• **Saved data entries**:
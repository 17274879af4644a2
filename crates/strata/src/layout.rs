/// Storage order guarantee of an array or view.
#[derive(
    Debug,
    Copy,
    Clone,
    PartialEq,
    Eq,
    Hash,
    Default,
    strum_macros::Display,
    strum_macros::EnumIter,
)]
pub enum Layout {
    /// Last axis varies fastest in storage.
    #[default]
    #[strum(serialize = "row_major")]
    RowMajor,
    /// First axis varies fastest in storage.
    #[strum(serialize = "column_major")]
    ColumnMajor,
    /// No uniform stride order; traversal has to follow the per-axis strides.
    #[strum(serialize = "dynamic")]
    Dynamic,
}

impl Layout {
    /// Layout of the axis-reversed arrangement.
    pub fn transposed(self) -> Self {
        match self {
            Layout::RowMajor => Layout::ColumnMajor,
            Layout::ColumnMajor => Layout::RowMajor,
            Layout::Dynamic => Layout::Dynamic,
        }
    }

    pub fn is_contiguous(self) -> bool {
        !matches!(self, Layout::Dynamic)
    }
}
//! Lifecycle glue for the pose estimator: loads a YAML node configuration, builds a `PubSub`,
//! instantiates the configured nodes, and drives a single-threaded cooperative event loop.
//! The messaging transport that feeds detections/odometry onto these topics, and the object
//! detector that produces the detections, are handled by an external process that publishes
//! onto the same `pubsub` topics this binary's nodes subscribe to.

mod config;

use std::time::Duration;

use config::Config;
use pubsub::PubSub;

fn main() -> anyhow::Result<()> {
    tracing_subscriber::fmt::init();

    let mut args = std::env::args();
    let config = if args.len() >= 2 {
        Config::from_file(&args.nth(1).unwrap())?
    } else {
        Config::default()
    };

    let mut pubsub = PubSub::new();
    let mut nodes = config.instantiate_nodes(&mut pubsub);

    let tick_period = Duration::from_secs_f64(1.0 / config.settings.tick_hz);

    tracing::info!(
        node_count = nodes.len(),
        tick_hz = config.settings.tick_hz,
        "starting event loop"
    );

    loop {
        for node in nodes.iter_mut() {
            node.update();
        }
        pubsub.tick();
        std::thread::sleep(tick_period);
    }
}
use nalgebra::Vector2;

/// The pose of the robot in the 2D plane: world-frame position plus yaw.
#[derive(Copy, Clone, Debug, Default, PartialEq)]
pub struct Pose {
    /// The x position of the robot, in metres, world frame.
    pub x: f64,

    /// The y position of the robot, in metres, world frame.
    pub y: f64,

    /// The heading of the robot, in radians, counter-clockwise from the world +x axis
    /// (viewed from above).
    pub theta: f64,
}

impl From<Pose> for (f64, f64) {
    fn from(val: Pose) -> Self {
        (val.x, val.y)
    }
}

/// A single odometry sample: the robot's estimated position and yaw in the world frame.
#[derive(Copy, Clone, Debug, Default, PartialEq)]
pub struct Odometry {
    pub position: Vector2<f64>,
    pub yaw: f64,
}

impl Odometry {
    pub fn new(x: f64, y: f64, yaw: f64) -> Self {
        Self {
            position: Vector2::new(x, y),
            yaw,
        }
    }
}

• **TASK DESCRIPTION**:
Tally, in the data above, the lines where the word "loop" occurs, and give the figure alone.

• **TASK OUTPUT**:
3